The automatic speech recognition technology has three basic principles: first, the language information in the speech signal is encoded according to the time variation pattern of the short-term amplitude spectrum; the second speech is readable, that is, its acoustic signal can be ignored regardless of what the speaker is trying to convey. In the case of information content, it is represented by dozens of distinctive and discrete symbols; the third voice interaction is a cognitive process and thus cannot be separated from the grammatical, semantic and pragmatic structures of the language.
Acoustic model
The model of the speech recognition system usually consists of two parts: the acoustic model and the language model, which correspond to the calculation of the speech-to-syllable probability and the calculation of the syllable-to-word probability. Acoustic modeling
search for
The search in continuous speech recognition is to find a sequence of word models to describe the input speech signal, thereby obtaining a sequence of word decoding. The search is based on scoring the acoustic model scores in the formula and the language model. In actual use, it is often necessary to add a high weight to the language model based on experience and set a long word penalty score.
System implementation
The requirement for the speech recognition system to select the recognition primitive is that it has an accurate definition and can obtain sufficient data for training, which is general. English usually uses context-sensitive phoneme modeling. The collaborative pronunciation of Chinese is not as serious as English, and syllable modeling can be used. The size of the training data required by the system is related to the complexity of the model. The model is designed to be too complex to exceed the training data provided, resulting in a sharp drop in performance.

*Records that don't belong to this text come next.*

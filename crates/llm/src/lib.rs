//! AgentFlow language-model infrastructure adapter.
//!
//! Implements the [`pipeline::LlmProvider`] trait for OpenAI-compatible
//! chat-completion endpoints, including Azure OpenAI deployments (selected by
//! setting an `api_version`). Other providers are added as new `impl` blocks
//! in this crate without any change to the `pipeline` crate.
//!
//! ## Architectural Layer
//!
//! **Infrastructure.** HTTP transport, request formatting, response parsing
//! and status classification live here. Rate limiting and retries do not:
//! the provider makes exactly one HTTP request per call and reports failures
//! as [`pipeline::ProviderError`] for the caller's retry policy.

mod chat_completions;

pub use chat_completions::{
    ChatCompletionsConfig, ChatCompletionsProvider, LlmSetupError, DEFAULT_BASE_URL, DEFAULT_MODEL,
};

Dictation: Large vocabulary, non-specific people, continuous speech recognition systems are often referred to as dictation machines. Its architecture is the HMM topology based on the aforementioned acoustic model and language model. During the training, the model parameters are obtained by using the forward-backward algorithm for each primitive. When identifying, the primitives are concatenated into words, and the silent model is added between the words and the language model is introduced as the transition probability between words to form a cyclic structure. The algorithm performs decoding. In order to improve the efficiency of Chinese, it is a simplified method to improve efficiency by first segmenting and then decoding each segment.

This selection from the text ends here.